As corrected through Wednesday, August 24, 2005


The People of the State of New York, Respondent, v Duane L. Warrington, Appellant.

[*1]Mercure, J. Appeal from an order of the County Court of Saratoga County (Scarano, Jr., J.), entered April 16, 2004, which classified defendant as a risk level III sex offender pursuant to the Sex Offender Registration Act.

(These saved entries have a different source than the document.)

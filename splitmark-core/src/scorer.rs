//! Split candidate scoring
//!
//! The score of the boundary after paragraph `i` is a sum of independent
//! terms, each switched on by a paragraph feature or by the accumulated
//! segment length. Scoring is pure and never looks past paragraph `i + 1`.

use serde::Serialize;

use crate::config::SegmentConfig;
use crate::types::{FeatureRecord, SplitCandidate};

/// Per-term contributions of one candidate score
#[derive(Debug, Clone, Copy, Default, PartialEq, Serialize)]
pub struct ScoreBreakdown {
    pub heading: f64,
    pub sentence_end: f64,
    pub length: f64,
    pub integrity: f64,
    pub heading_after: f64,
    pub list_transition: f64,
}

impl ScoreBreakdown {
    pub fn total(&self) -> f64 {
        self.heading
            + self.sentence_end
            + self.length
            + self.integrity
            + self.heading_after
            + self.list_transition
    }
}

/// Scores boundaries between paragraphs
#[derive(Debug, Clone, Copy)]
pub struct Scorer<'a> {
    config: &'a SegmentConfig,
}

impl<'a> Scorer<'a> {
    pub fn new(config: &'a SegmentConfig) -> Self {
        Self { config }
    }

    /// Length term shape: -1 outside `[min, max]`, rising 0..=1 inside
    pub fn length_fitness(&self, accumulated: usize) -> f64 {
        let (min, max) = (self.config.min_length, self.config.max_length);
        if accumulated < min || accumulated > max {
            -1.0
        } else if min == max {
            1.0
        } else {
            (accumulated - min) as f64 / (max - min) as f64
        }
    }

    /// Score the boundary after `features[index]`
    ///
    /// `accumulated` is the segment length including paragraph `index`.
    /// `breaks_sentence` is true when the detector reports no sentence
    /// boundary at the end of that paragraph. Returns `None` for the
    /// boundary after an empty paragraph, which is never a candidate.
    pub fn score(
        &self,
        features: &[FeatureRecord],
        index: usize,
        accumulated: usize,
        breaks_sentence: bool,
    ) -> Option<(SplitCandidate, ScoreBreakdown)> {
        let current = features.get(index)?;
        if current.is_empty {
            return None;
        }
        let next = features.get(index + 1);
        let config = self.config;

        let mut breakdown = ScoreBreakdown::default();

        if next.is_some_and(|f| f.is_heading) {
            breakdown.heading = config.heading_score_bonus;
        }
        if current.ends_with_sentence_terminator {
            breakdown.sentence_end = config.sentence_end_score_bonus;
        }
        breakdown.length = config.length_score_factor * self.length_fitness(accumulated);
        if breaks_sentence && config.sentence_integrity_weight > 0.0 {
            breakdown.integrity = -config.sentence_integrity_weight;
        }
        if current.is_heading {
            breakdown.heading_after = -config.heading_after_penalty;
        }

        let list_starts = next.is_some_and(|f| f.is_list_item) && !current.is_list_item;
        let list_ends = current.is_list_item
            && current.ends_with_sentence_terminator
            && next.is_some_and(|f| !f.is_list_item);
        if list_starts || list_ends {
            breakdown.list_transition = config.list_transition_bonus;
        }

        let candidate = SplitCandidate {
            after_paragraph_index: index,
            score: breakdown.total(),
            accumulated_length: accumulated,
        };
        Some((candidate, breakdown))
    }
}
//! File reading utilities

use anyhow::{Context, Result};
use std::fs;
use std::path::Path;

/// File reader with UTF-8 validation
pub struct FileReader;

impl FileReader {
    /// Read a file as UTF-8 text
    ///
    /// A leading byte order mark is dropped so it never counts as a character.
    pub fn read_text(path: &Path) -> Result<String> {
        let content = fs::read_to_string(path)
            .with_context(|| format!("Failed to read file: {}", path.display()))?;

        match content.strip_prefix('\u{feff}') {
            Some(stripped) => Ok(stripped.to_string()),
            None => Ok(content),
        }
    }
}
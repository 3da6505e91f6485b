//! Debug trace of selector and corrector decisions

use std::fmt;

use serde::Serialize;

use crate::scorer::ScoreBreakdown;
use crate::types::{Correction, SplitKind};

/// One recorded step, collected only in debug mode
#[derive(Debug, Clone, PartialEq, Serialize)]
#[serde(rename_all = "snake_case", tag = "event")]
pub enum TraceEntry {
    /// A scored boundary after a paragraph
    Candidate {
        after_paragraph_index: usize,
        accumulated_length: usize,
        score: f64,
        breakdown: ScoreBreakdown,
        /// Emitted as a split
        selected: bool,
    },
    /// Outcome of boundary correction for one split
    Correction {
        kind: SplitKind,
        original_offset: usize,
        offset: usize,
        correction: Correction,
    },
}

impl fmt::Display for TraceEntry {
    fn fmt(&self, f: &mut fmt::Formatter<'_>) -> fmt::Result {
        match self {
            TraceEntry::Candidate {
                after_paragraph_index,
                accumulated_length,
                score,
                breakdown: b,
                selected,
            } => {
                write!(
                    f,
                    "candidate after #{after_paragraph_index} (acc {accumulated_length}): \
                     {score:.2} [heading {:.1}, end {:.1}, length {:.2}, integrity {:.1}, \
                     heading-after {:.1}, list {:.1}]",
                    b.heading,
                    b.sentence_end,
                    b.length,
                    b.integrity,
                    b.heading_after,
                    b.list_transition
                )?;
                if *selected {
                    write!(f, " <- selected")?;
                }
                Ok(())
            }
            TraceEntry::Correction {
                kind,
                original_offset,
                offset,
                correction,
            } => write!(
                f,
                "{kind:?} split {original_offset} -> {offset} ({correction:?})"
            ),
        }
    }
}

#[cfg(test)]
mod tests {
    use super::*;

    #[test]
    fn test_display() {
        let entry = TraceEntry::Correction {
            kind: SplitKind::Scored,
            original_offset: 40,
            offset: 37,
            correction: Correction::Snapped { from: 40 },
        };
        assert_eq!(entry.to_string(), "Scored split 40 -> 37 (Snapped { from: 40 })");

        let entry = TraceEntry::Candidate {
            after_paragraph_index: 1,
            accumulated_length: 920,
            score: 9.36,
            breakdown: ScoreBreakdown::default(),
            selected: true,
        };
        assert!(entry.to_string().starts_with("candidate after #1 (acc 920): 9.36"));
        assert!(entry.to_string().ends_with("<- selected"));
    }
}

Defendant was convicted, upon his plea of guilty, of rape in the first degree and was sentenced in October 1982, as a second violent felony offender, to a prison term of 12½ to 25 years. In anticipation of his release from incarceration, the Board of Examiners of Sex Offenders recommended that defendant be classified as a level III risk and issued a case summary detailing defendant's crime. While defendant was still incarcerated, County Court sent him a written notice of the date and time of the hearing that would be held to determine his sex offender risk level, along with a copy of the Board's recommendation.

At the hearing, County Court confirmed that defendant had been notified of the proceeding and noted that "the facility [where defendant was then incarcerated] did send back a reply indicating that [defendant] did not wish to appear." Defendant's attorney did not dispute County Court's statement that defendant had been notified. County Court adopted the Board's assessment and declared defendant a risk level III sex offender (see Correction Law § 168-n [3]). Defendant now appeals. [*2]

Defendant contends that County Court proceeded with the hearing in his absence without verifying that he knowingly and voluntarily waived his right to be present. He specifically argues that there is no indication in the record that he personally received the notice of the proceeding. However, as no objection was raised on this ground in County Court, the claim is unpreserved for appellate review (see People v Campbell, 279 AD2d 715, 716 [2001]), and we decline to exercise our discretion to reach the issue in this case.

Cardona, P.J., Carpinello, Lahtinen and Kane, JJ., concur. Ordered that the order is affirmed, without costs.